INFORMATION SUPPLIED |
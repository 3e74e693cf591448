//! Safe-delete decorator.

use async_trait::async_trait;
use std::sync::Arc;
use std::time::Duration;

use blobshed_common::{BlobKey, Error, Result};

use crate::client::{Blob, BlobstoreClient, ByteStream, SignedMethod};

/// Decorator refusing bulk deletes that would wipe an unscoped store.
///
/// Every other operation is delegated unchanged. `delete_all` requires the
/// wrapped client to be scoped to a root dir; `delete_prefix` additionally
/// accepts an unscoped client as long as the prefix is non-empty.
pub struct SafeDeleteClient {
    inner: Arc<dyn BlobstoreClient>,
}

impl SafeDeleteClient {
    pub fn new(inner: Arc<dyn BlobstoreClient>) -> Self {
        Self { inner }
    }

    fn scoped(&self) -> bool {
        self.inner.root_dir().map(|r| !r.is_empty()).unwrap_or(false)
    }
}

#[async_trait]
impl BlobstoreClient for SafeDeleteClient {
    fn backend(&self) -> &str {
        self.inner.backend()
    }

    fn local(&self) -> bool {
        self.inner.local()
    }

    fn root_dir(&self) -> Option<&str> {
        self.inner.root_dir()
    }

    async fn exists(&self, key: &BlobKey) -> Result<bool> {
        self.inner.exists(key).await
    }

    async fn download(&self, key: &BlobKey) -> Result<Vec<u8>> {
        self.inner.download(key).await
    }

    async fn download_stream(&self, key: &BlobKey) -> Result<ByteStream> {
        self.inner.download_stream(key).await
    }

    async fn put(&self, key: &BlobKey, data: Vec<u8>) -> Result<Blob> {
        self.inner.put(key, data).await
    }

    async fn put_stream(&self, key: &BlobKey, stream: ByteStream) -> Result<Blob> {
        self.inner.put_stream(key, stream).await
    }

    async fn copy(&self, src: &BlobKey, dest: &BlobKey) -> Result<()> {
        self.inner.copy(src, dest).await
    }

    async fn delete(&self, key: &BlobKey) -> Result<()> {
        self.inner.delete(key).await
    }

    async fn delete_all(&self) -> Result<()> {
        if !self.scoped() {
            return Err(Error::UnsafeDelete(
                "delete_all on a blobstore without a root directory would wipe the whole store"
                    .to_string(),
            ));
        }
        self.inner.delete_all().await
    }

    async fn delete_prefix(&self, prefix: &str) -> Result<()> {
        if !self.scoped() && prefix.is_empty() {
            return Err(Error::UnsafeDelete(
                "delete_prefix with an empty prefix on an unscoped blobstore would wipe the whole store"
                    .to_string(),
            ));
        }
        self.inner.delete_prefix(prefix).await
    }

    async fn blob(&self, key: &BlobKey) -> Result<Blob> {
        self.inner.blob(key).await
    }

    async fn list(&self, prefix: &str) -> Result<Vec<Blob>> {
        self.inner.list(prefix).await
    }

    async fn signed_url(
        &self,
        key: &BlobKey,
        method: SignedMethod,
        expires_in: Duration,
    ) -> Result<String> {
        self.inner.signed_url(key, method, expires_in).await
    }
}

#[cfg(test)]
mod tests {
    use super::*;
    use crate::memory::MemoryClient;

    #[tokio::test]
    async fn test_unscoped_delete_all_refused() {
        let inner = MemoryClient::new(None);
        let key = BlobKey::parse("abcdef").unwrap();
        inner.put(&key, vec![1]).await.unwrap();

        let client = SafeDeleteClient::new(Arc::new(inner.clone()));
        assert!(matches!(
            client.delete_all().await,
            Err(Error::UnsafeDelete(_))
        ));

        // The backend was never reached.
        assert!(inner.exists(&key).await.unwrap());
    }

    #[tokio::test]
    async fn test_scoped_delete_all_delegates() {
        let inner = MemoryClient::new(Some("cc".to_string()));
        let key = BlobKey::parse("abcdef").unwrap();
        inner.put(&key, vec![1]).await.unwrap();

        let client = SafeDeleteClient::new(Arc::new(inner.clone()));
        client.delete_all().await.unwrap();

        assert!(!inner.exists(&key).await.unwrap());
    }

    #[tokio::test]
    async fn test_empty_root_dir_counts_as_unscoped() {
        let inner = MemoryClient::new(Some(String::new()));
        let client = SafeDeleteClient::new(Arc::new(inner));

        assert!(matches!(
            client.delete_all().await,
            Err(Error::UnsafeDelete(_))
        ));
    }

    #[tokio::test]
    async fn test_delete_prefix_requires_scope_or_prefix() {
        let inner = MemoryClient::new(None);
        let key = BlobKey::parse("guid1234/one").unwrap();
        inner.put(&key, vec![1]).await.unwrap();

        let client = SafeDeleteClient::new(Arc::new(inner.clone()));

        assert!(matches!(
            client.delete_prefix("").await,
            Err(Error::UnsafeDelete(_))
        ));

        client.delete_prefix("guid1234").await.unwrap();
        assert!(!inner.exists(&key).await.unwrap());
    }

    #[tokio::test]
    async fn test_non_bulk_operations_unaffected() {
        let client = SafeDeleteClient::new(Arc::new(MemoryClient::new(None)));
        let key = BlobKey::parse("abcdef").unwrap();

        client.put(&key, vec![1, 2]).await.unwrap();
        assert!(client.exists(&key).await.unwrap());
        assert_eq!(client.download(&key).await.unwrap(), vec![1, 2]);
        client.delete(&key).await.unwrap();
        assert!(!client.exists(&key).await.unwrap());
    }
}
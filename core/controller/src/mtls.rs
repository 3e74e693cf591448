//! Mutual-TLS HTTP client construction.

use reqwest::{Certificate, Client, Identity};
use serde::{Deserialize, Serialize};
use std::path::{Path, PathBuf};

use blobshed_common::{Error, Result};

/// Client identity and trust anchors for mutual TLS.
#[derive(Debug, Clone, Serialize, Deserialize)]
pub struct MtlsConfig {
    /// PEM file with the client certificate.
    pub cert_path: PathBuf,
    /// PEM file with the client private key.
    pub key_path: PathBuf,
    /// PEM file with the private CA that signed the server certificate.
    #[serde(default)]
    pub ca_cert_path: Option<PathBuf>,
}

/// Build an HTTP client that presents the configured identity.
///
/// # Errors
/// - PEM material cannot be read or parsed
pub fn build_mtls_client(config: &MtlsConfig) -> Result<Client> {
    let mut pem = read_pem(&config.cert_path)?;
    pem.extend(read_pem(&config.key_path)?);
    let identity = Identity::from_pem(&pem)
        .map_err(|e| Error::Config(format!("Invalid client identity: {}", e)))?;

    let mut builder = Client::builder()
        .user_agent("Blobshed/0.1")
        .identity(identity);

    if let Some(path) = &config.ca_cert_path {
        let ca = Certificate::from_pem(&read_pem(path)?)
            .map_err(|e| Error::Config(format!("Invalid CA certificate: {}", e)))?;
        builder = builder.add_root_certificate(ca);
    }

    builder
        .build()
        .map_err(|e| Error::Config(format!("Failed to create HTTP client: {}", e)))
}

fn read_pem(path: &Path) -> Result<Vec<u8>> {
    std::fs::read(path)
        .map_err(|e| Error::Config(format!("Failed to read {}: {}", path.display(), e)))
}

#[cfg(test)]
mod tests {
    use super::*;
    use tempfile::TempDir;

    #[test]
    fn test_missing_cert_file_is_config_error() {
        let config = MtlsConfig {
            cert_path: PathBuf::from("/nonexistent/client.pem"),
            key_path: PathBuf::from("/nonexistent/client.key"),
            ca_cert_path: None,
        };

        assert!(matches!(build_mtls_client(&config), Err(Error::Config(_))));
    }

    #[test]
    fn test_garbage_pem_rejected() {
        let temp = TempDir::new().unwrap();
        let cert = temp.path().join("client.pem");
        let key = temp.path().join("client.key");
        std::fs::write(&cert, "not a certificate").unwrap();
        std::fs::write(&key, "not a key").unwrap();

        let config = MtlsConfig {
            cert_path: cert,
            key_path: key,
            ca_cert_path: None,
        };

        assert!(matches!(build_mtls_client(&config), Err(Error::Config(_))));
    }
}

WHAT THIS TASK INVOLVES |
Begin at the first line of the material and transcribe each line exactly. End with the line containing "wrapped client to", and give nothing else.

TASK OUTPUT |
repository 3e74e693cf591448
//! Safe-delete decorator.

use async_trait::async_trait;
use std::sync::Arc;
use std::time::Duration;

use blobshed_common::{BlobKey, Error, Result};

use crate::client::{Blob, BlobstoreClient, ByteStream, SignedMethod};

/// Decorator refusing bulk deletes that would wipe an unscoped store.
///
/// Every other operation is delegated unchanged. `delete_all` requires the
/// wrapped client to be scoped to a root dir; `delete_prefix` additionally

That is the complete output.